▶ **Dataset content**:
====

//! The dashboard application: owns every service, wires their outcomes
//! into notifications, and exposes the operations the shell and CLI drive.
//!
//! Each piece of shared state (session, water counters, focus countdown,
//! active panel, theme) is owned by exactly one component and mutated only
//! through that component's operations.

use chrono::{DateTime, NaiveTime, Utc};
use serde::{Deserialize, Serialize};

use crate::catalog;
use crate::error::{AuthError, CoreError};
use crate::events::Event;
use crate::focus::{AmbientSound, FocusTimer};
use crate::notify::{NotificationCenter, NotificationKind};
use crate::panels::{Panel, SectionRegistry};
use crate::planner::{DayPlanner, Priority};
use crate::session::{AuthClient, SessionManager};
use crate::storage::{keys, Config, Store};
use crate::water::WaterReminder;

#[derive(Debug, Clone, Copy, PartialEq, Eq, Serialize, Deserialize)]
#[serde(rename_all = "lowercase")]
pub enum Theme {
    Light,
    Dark,
}

impl Theme {
    pub fn toggled(self) -> Theme {
        match self {
            Theme::Light => Theme::Dark,
            Theme::Dark => Theme::Light,
        }
    }

    pub fn is_dark(self) -> bool {
        self == Theme::Dark
    }
}

pub struct App {
    store: Store,
    config: Config,
    theme: Theme,
    pub notifications: NotificationCenter,
    pub panels: SectionRegistry,
    pub water: WaterReminder,
    pub focus: FocusTimer,
    session: SessionManager,
    planner: DayPlanner,
}

impl App {
    /// Construct the app from the default data directory, restoring prior
    /// state (session, theme, counters, tasks) from the store.
    pub fn new() -> Result<Self, CoreError> {
        let store = Store::open()?;
        let config = Config::load_or_default();
        Ok(Self::with_store(store, config))
    }

    /// Construct over an explicit store and config. Restores persisted
    /// state the same way [`App::new`] does.
    pub fn with_store(store: Store, config: Config) -> Self {
        let theme = store.get(keys::THEME).unwrap_or(if config.ui.dark_mode {
            Theme::Dark
        } else {
            Theme::Light
        });
        let water = WaterReminder::restore(&store, config.water.system_prompts);
        let planner = DayPlanner::restore(&store);
        let mut session = SessionManager::new(AuthClient::new(config.auth.endpoint.clone()));
        let mut notifications = NotificationCenter::new();
        if let Some(Event::SessionRestored { name, .. }) = session.restore(&store) {
            notifications.notify(format!("Welcome back, {name}!"), NotificationKind::Info);
        }

        Self {
            store,
            config,
            theme,
            notifications,
            panels: SectionRegistry::new(),
            water,
            focus: FocusTimer::new(),
            session,
            planner,
        }
    }

    pub fn config(&self) -> &Config {
        &self.config
    }

    pub fn theme(&self) -> Theme {
        self.theme
    }

    pub fn session(&self) -> Option<&crate::session::Session> {
        self.session.current()
    }

    pub fn tasks(&self) -> &[crate::planner::Task] {
        self.planner.tasks()
    }

    // ── Shell ────────────────────────────────────────────────────────

    pub fn show_panel(&mut self, panel: Panel) -> Event {
        self.panels.show(panel)
    }

    pub fn go_back(&mut self) -> Event {
        self.panels.go_back()
    }

    pub fn toggle_theme(&mut self) -> Result<Event, CoreError> {
        let next = self.theme.toggled();
        self.store.set(keys::THEME, &next)?;
        self.theme = next;
        Ok(Event::ThemeChanged {
            dark: next.is_dark(),
            at: Utc::now(),
        })
    }

    /// Advance the caller-driven schedules: water prompts and banner expiry.
    pub fn pump(&mut self, now: DateTime<Utc>) -> Vec<Event> {
        let mut events = Vec::new();
        if let Some(due) = self.water.poll(now) {
            self.notifications.notify(
                "Time to drink water! Stay hydrated for better productivity!",
                NotificationKind::Info,
            );
            events.push(due);
        }
        self.notifications.sweep(now);
        events
    }

    // ── Water reminder ───────────────────────────────────────────────

    pub fn start_water_reminder(&mut self, interval_min: Option<u32>) -> Event {
        let requested = interval_min.unwrap_or(self.config.water.default_interval_min);
        let event = self.water.start(requested, Utc::now());
        if let Event::WaterReminderStarted { interval_min, .. } = &event {
            self.notifications.notify(
                format!(
                    "Water reminder started! You'll be reminded every {interval_min} minutes."
                ),
                NotificationKind::Success,
            );
        }
        event
    }

    pub fn stop_water_reminder(&mut self) -> Option<Event> {
        let event = self.water.stop()?;
        self.notifications
            .notify("Water reminder stopped!", NotificationKind::Success);
        Some(event)
    }

    pub fn record_drink(&mut self) -> Result<Event, CoreError> {
        let event = self.water.record_drink(&mut self.store, Utc::now())?;
        self.notifications
            .notify("Great! Keep staying hydrated!", NotificationKind::Success);
        Ok(event)
    }

    pub fn reset_water_day(&mut self) -> Result<Event, CoreError> {
        Ok(self.water.reset_day(&mut self.store)?)
    }

    // ── Focus timer ──────────────────────────────────────────────────

    pub fn start_focus(&mut self) -> Option<Event> {
        let event = self.focus.start()?;
        self.notifications
            .notify("Focus session started!", NotificationKind::Success);
        Some(event)
    }

    pub fn pause_focus(&mut self) -> Option<Event> {
        let event = self.focus.pause()?;
        self.notifications
            .notify("Focus session paused", NotificationKind::Success);
        Some(event)
    }

    pub fn reset_focus(&mut self) -> Event {
        let event = self.focus.reset();
        self.notifications
            .notify("Focus session reset", NotificationKind::Success);
        event
    }

    /// One simulated second of focus time. Posts the completion banner when
    /// the countdown finishes.
    pub fn tick_focus(&mut self) -> Option<Event> {
        let event = self.focus.tick()?;
        self.notifications.notify(
            "Focus session completed! Take a break.",
            NotificationKind::Success,
        );
        Some(event)
    }

    pub fn select_sound(&mut self, sound: AmbientSound) -> Event {
        let event = self.focus.select_sound(sound);
        self.notifications
            .notify(format!("Selected sound: {sound}"), NotificationKind::Success);
        event
    }

    // ── Session ──────────────────────────────────────────────────────

    pub async fn login(&mut self, email: &str, password: &str) -> Result<Event, CoreError> {
        match self.session.login(&mut self.store, email, password).await {
            Ok(event) => {
                self.notifications
                    .notify("Login successful!", NotificationKind::Success);
                Ok(event)
            }
            Err(err) => {
                let message = failure_message(&err, "Login failed! Please try again.");
                self.notifications.notify(message, NotificationKind::Error);
                Err(err)
            }
        }
    }

    pub async fn signup(
        &mut self,
        name: &str,
        email: &str,
        password: &str,
        confirm: &str,
    ) -> Result<Event, CoreError> {
        match self
            .session
            .signup(&mut self.store, name, email, password, confirm)
            .await
        {
            Ok(event) => {
                self.notifications
                    .notify("Account created successfully!", NotificationKind::Success);
                Ok(event)
            }
            Err(err) => {
                let message = failure_message(&err, "Signup failed! Please try again.");
                self.notifications.notify(message, NotificationKind::Error);
                Err(err)
            }
        }
    }

    pub fn logout(&mut self) -> Event {
        let event = self.session.logout(&mut self.store);
        self.notifications
            .notify("Logged out successfully!", NotificationKind::Success);
        event
    }

    // ── Day planner ──────────────────────────────────────────────────

    pub fn add_task(
        &mut self,
        title: &str,
        priority: Priority,
        start: NaiveTime,
        end: NaiveTime,
        description: &str,
    ) -> Result<Event, CoreError> {
        match self
            .planner
            .add(&mut self.store, title, priority, start, end, description)
        {
            Ok(event) => {
                self.notifications
                    .notify("Task added!", NotificationKind::Success);
                Ok(event)
            }
            Err(err) => {
                self.notifications
                    .notify(err.to_string(), NotificationKind::Error);
                Err(err)
            }
        }
    }

    pub fn complete_task(&mut self, id: &str) -> Result<Event, CoreError> {
        self.planner.complete(&mut self.store, id)
    }

    pub fn remove_task(&mut self, id: &str) -> Result<Event, CoreError> {
        self.planner.remove(&mut self.store, id)
    }

    // ── Catalogs ─────────────────────────────────────────────────────

    /// Open a book or AI tool link with the platform handler.
    pub fn open_link(&mut self, url: &str) -> Result<(), CoreError> {
        catalog::open_link(url)?;
        Ok(())
    }

    /// Second activation affordance on book cards: the download is a
    /// banner, the link itself goes through [`App::open_link`].
    pub fn download_book(&mut self, title: &str) -> u64 {
        self.notifications.notify(
            format!("Download started for: {title}"),
            NotificationKind::Success,
        )
    }

    /// Games have no implementation behind them; activation is a banner.
    pub fn play_game(&mut self, name: &str) -> u64 {
        self.notifications
            .notify(format!("Starting {name}..."), NotificationKind::Success)
    }
}

/// Validation problems and explicit rejections surface their own reason;
/// transport failures get the generic retry message.
fn failure_message(err: &CoreError, fallback: &str) -> String {
    match err {
        CoreError::Auth(AuthError::Rejected(reason)) => reason.clone(),
        CoreError::Validation(v) => v.to_string(),
        _ => fallback.to_string(),
    }
}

====

▶ **Your instructions**:
For the string "activation", go through the entries above and copy each line where it occurs.

▶ **The answer**:
    /// Second activation affordance on book cards: the download is a
    /// Games have no implementation behind them; activation is a banner.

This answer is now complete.